§ Provided records
··········

//! Linux I2C device implementation
//!
//! This module provides the `LinuxI2c` struct that implements the `I2cBus`
//! trait using Linux's i2c-dev interface.

use crate::error::{LinuxI2cError, Result};

use i2c_access_core::{Address, ClaimMode, Direction, I2cBus, ProtocolMessage};

use bitflags::bitflags;
use std::fs::{File, OpenOptions};
use std::os::unix::io::AsRawFd;

/// Maximum number of messages the kernel accepts in one I2C_RDWR call
pub const I2C_RDWR_IOCTL_MAX_MSGS: usize = 42;

/// Linux i2c-dev ioctl constants
mod ioctl {
    use nix::{ioctl_read_bad, ioctl_write_int_bad, ioctl_write_ptr_bad};

    /// Use this target address
    const I2C_SLAVE: u16 = 0x0703;
    /// Use this target address, even if it is already in use by a driver
    const I2C_SLAVE_FORCE: u16 = 0x0706;
    /// Get the adapter functionality mask
    const I2C_FUNCS: u16 = 0x0705;
    /// Combined read/write transfer (one STOP only)
    const I2C_RDWR: u16 = 0x0707;

    ioctl_write_int_bad!(i2c_slave, I2C_SLAVE);
    ioctl_write_int_bad!(i2c_slave_force, I2C_SLAVE_FORCE);
    ioctl_read_bad!(i2c_funcs, I2C_FUNCS, libc::c_ulong);
    ioctl_write_ptr_bad!(i2c_rdwr, I2C_RDWR, super::I2cRdwrIoctlData);
}

bitflags! {
    /// Flags of a kernel `struct i2c_msg`
    #[derive(Debug, Clone, Copy, PartialEq, Eq)]
    pub struct MessageFlags: u16 {
        /// Read data, from target to controller
        const READ      = 0x0001;
        /// This is a ten bit chip address
        const TEN_BIT   = 0x0010;
        /// Don't send a repeated START
        const NO_START  = 0x4000;
    }
}

bitflags! {
    /// Adapter functionality reported by I2C_FUNCS
    #[derive(Debug, Clone, Copy, PartialEq, Eq)]
    pub struct Functionality: u64 {
        /// Plain I2C transfers (I2C_RDWR)
        const I2C                = 0x0000_0001;
        /// 10-bit addressing
        const TEN_BIT_ADDR       = 0x0000_0002;
        /// Protocol mangling flags in messages
        const PROTOCOL_MANGLING  = 0x0000_0004;
        /// SMBus packet error checking
        const SMBUS_PEC          = 0x0000_0008;
        /// Messages without repeated START
        const NOSTART            = 0x0000_0010;
        /// Target (slave) mode
        const SLAVE              = 0x0000_0020;
        /// SMBus quick command
        const SMBUS_QUICK        = 0x0001_0000;
        /// SMBus receive byte
        const SMBUS_READ_BYTE    = 0x0002_0000;
        /// SMBus send byte
        const SMBUS_WRITE_BYTE   = 0x0004_0000;
    }
}

/// I2C message structure for ioctl
/// This must match the kernel's struct i2c_msg layout
#[repr(C)]
#[derive(Debug)]
struct I2cMsg {
    addr: u16,     // __u16 addr
    flags: u16,    // __u16 flags
    len: u16,      // __u16 len
    buf: *mut u8,  // __u8 *buf
}

impl I2cMsg {
    fn from_message(msg: &mut ProtocolMessage) -> Self {
        let flags = match msg.direction() {
            Direction::Write => MessageFlags::empty(),
            Direction::Read => MessageFlags::READ,
        };
        Self {
            addr: msg.address().value() as u16,
            flags: flags.bits(),
            len: msg.len() as u16,
            buf: msg.buffer_mut().as_mut_ptr(),
        }
    }
}

/// Argument of the I2C_RDWR ioctl
/// This must match the kernel's struct i2c_rdwr_ioctl_data layout
#[repr(C)]
#[derive(Debug)]
pub(crate) struct I2cRdwrIoctlData {
    msgs: *mut I2cMsg, // struct i2c_msg *msgs
    nmsgs: u32,        // __u32 nmsgs
}

/// Linux I2C bus using the i2c-dev interface
///
/// The device node is closed when the value is dropped.
pub struct LinuxI2c {
    /// File handle for the i2c-dev node
    file: File,
    /// Device path, for log messages
    path: String,
    /// Adapter capabilities
    functionality: Functionality,
}

impl LinuxI2c {
    /// Open a Linux I2C bus device node (e.g. `/dev/i2c-1`)
    pub fn open(path: &str) -> Result<Self> {
        if path.is_empty() {
            return Err(LinuxI2cError::InvalidParameter(
                "No device specified".into(),
            ));
        }

        log::debug!("linux_i2c: Opening device {}", path);

        let file = OpenOptions::new()
            .read(true)
            .write(true)
            .open(path)
            .map_err(|e| LinuxI2cError::OpenFailed {
                path: path.to_string(),
                source: e,
            })?;

        let functionality = match query_functionality(&file) {
            Ok(funcs) => funcs,
            Err(e) => {
                log::debug!("linux_i2c: {}", e);
                Functionality::empty()
            }
        };

        log::debug!("linux_i2c: Adapter functionality: {:?}", functionality);
        if !functionality.contains(Functionality::I2C) {
            log::warn!(
                "linux_i2c: Adapter behind {} does not report plain I2C transfers",
                path
            );
        }

        log::info!("linux_i2c: Opened {}", path);

        Ok(Self {
            file,
            path: path.to_string(),
            functionality,
        })
    }

    /// Adapter functionality reported when the device was opened
    pub fn functionality(&self) -> Functionality {
        self.functionality
    }

    /// Device path this bus was opened from
    pub fn path(&self) -> &str {
        &self.path
    }
}

impl I2cBus for LinuxI2c {
    type Error = LinuxI2cError;

    fn claim(&mut self, address: Address, mode: ClaimMode) -> Result<()> {
        let fd = self.file.as_raw_fd();
        let addr = address.value() as libc::c_int;

        // The address given here only gates access; I2C_RDWR messages carry
        // their own address.
        let res = unsafe {
            match mode {
                ClaimMode::Normal => ioctl::i2c_slave(fd, addr),
                ClaimMode::Forced => ioctl::i2c_slave_force(fd, addr),
            }
        };
        res.map_err(|e| LinuxI2cError::SetAddressFailed {
            address: address.value(),
            source: std::io::Error::from_raw_os_error(e as i32),
        })?;

        log::debug!("linux_i2c: Claimed {} on {} ({})", address, self.path, mode);
        Ok(())
    }

    fn transfer(&mut self, messages: &mut [ProtocolMessage]) -> Result<()> {
        if messages.is_empty() {
            return Err(LinuxI2cError::InvalidParameter(
                "No messages to transfer".into(),
            ));
        }
        if messages.len() > I2C_RDWR_IOCTL_MAX_MSGS {
            return Err(LinuxI2cError::InvalidParameter(format!(
                "Too many messages: {} (max {})",
                messages.len(),
                I2C_RDWR_IOCTL_MAX_MSGS
            )));
        }

        let fd = self.file.as_raw_fd();
        let mut msgs: Vec<I2cMsg> = messages.iter_mut().map(I2cMsg::from_message).collect();
        let data = I2cRdwrIoctlData {
            msgs: msgs.as_mut_ptr(),
            nmsgs: msgs.len() as u32,
        };

        for msg in &msgs {
            log::trace!(
                "linux_i2c: msg addr=0x{:02x} flags=0x{:04x} len={}",
                msg.addr,
                msg.flags,
                msg.len
            );
        }

        // The kernel writes read data through the buffer pointers in `msgs`,
        // which point into `messages` and stay valid for the whole call.
        let done = unsafe { ioctl::i2c_rdwr(fd, &data) }.map_err(|e| {
            LinuxI2cError::TransferFailed(std::io::Error::from_raw_os_error(e as i32))
        })?;

        let done = done as usize;
        if done != msgs.len() {
            return Err(LinuxI2cError::IncompleteTransfer {
                done,
                total: msgs.len(),
            });
        }

        log::debug!("linux_i2c: Transferred {} message(s)", done);
        Ok(())
    }
}

impl Drop for LinuxI2c {
    fn drop(&mut self) {
        log::debug!("linux_i2c: Closing {}", self.path);
    }
}

/// Query the adapter functionality mask
fn query_functionality(file: &File) -> Result<Functionality> {
    let mut funcs: libc::c_ulong = 0;
    unsafe { ioctl::i2c_funcs(file.as_raw_fd(), &mut funcs) }.map_err(|e| {
        LinuxI2cError::FunctionalityFailed(std::io::Error::from_raw_os_error(e as i32))
    })?;
    Ok(Functionality::from_bits_truncate(funcs as u64))
}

··········

§ Exercise details
Begin at the first line of the records above and quote every line verbatim through the one that contains "pub const I2C_RDWR_IOCTL_MAX_MSGS: usize".

§ Answer to the problem
//! Linux I2C device implementation
//!
//! This module provides the `LinuxI2c` struct that implements the `I2cBus`
//! trait using Linux's i2c-dev interface.

use crate::error::{LinuxI2cError, Result};

use i2c_access_core::{Address, ClaimMode, Direction, I2cBus, ProtocolMessage};

use bitflags::bitflags;
use std::fs::{File, OpenOptions};
use std::os::unix::io::AsRawFd;

/// Maximum number of messages the kernel accepts in one I2C_RDWR call
pub const I2C_RDWR_IOCTL_MAX_MSGS: usize = 42;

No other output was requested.